Regulation of the Na,K-ATPase in MDCK cells by prostaglandin E₁: A role for calcium as well as cAMP

Prostaglandins (PGs) play a significant role in the regulation of sodium reabsorption by the kidney, in addition to accumulating during inflammation as well as in several solid tumors. Previously, we presented evidence indicating that prostaglandin E₁ (PGE₁), a supplement in the serum-free medium for MDCK cells, increases the activity of the Na,K-ATPase in MDCK cells, in addition to its growth stimulatory effect [J. Cell. Physiol. 151 (1992) 337]. This report defines the molecular mechanisms, and signaling pathways responsible for the increased Na,K-ATPase activity. Our results indicate that the increased activity of the Na,K-ATPase in MDCK monolayers treated with either PGE₁ or 8Bromocyclic AMP (8Br-cAMP) can be attributed to an increase in the rate of biosynthesis of the Na,K-ATPase, and an increase in the levels of Na,K-ATPase α and β subunit mRNAs. As β subunit mRNA increased to a larger extent than α subunit mRNA, transient transfection studies were conducted using a human β1 promoter/luciferase construct [Nucleic Acids Res. 21 (1993) 2619]. While an 8Br-cAMP stimulation was observed (suggesting the involvement of cAMP), our results also suggest that the observed PGE₁ stimulation could be explained by the involvement of Ca²⁺ as well protein kinase C (PKC). Consistent with the involvement of Ca²⁺, TMB-8 (which inhibits Ca²⁺ efflux from intracellular stores) inhibited the PGE₁ stimulation. Moreover, PGE₁ was observed to stimulate the translocation of PKC β1 from the soluble to the particulate fraction.
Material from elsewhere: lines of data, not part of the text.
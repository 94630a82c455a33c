//! # Aggregation Engine
//!
//! Turns logical requests ("all saved tracks", "audio features for these
//! tracks", "genres for these artists") into page- and chunk-sized API calls,
//! runs them concurrently, retries each one on its own when the API rate
//! limits, and merges the results back in their original order.
//!
//! ```text
//! batch::fetch_all ──┐
//!                    ├── retry::RetryExecutor ── SpotifyApi
//! lookup::lookup ────┘
//!          ↓
//! coalesce::coalesce ── Vec<VizTrack>
//! ```
//!
//! ## Concurrency
//!
//! Fan-outs are joined on the calling task with `futures::future::join_all`
//! and `try_join_all`. Calls interleave at their suspension points (network
//! I/O and backoff sleeps) but never run in parallel, so no locking is
//! involved. Completion order is undefined; merges are keyed by absolute
//! index or identifier.
//!
//! ## Failure policy
//!
//! - [`batch`] is best-effort: a page that fails after its retry budget is
//!   replaced by an empty page and reported on the returned collection.
//! - [`lookup`] is all-or-nothing: one failed chunk aborts the lookup with
//!   [`WayfinderError::LookupFailed`](crate::WayfinderError::LookupFailed).

pub mod batch;
pub mod coalesce;
pub mod lookup;
pub mod retry;

pub use batch::{IndexedCollection, fetch_all, fetch_page};
pub use coalesce::{GenreAttachment, GenreMode, coalesce, genres_by_index};
pub use lookup::{Keyed, artists_for_tracks, features_for_tracks, lookup};
pub use retry::{Clock, RetryExecutor, RetryPolicy, RetryState, TokioClock};

/// Page size limit of the saved tracks and top items endpoints.
pub const PAGE_LIMIT: u32 = 50;

/// Maximum number of ids accepted by the bulk artists endpoint.
pub const ARTISTS_CHUNK_LIMIT: usize = 50;

/// Maximum number of ids accepted by the bulk audio features endpoint.
pub const FEATURES_CHUNK_LIMIT: usize = 100;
The translocation of PKC, the PGE₁ stimulation of transcription, and the PGE₁-mediated increase in the β subunit mRNA level were all inhibited by the PKC inhibitor Gö6989. These results can be explained by the involvement of two classes of cell surface receptors in mediating the PGE₁ stimulation, including the EP1subtype (which activates phospholipase C), as well as the EP2 subtype (which activates adenylate cyclase).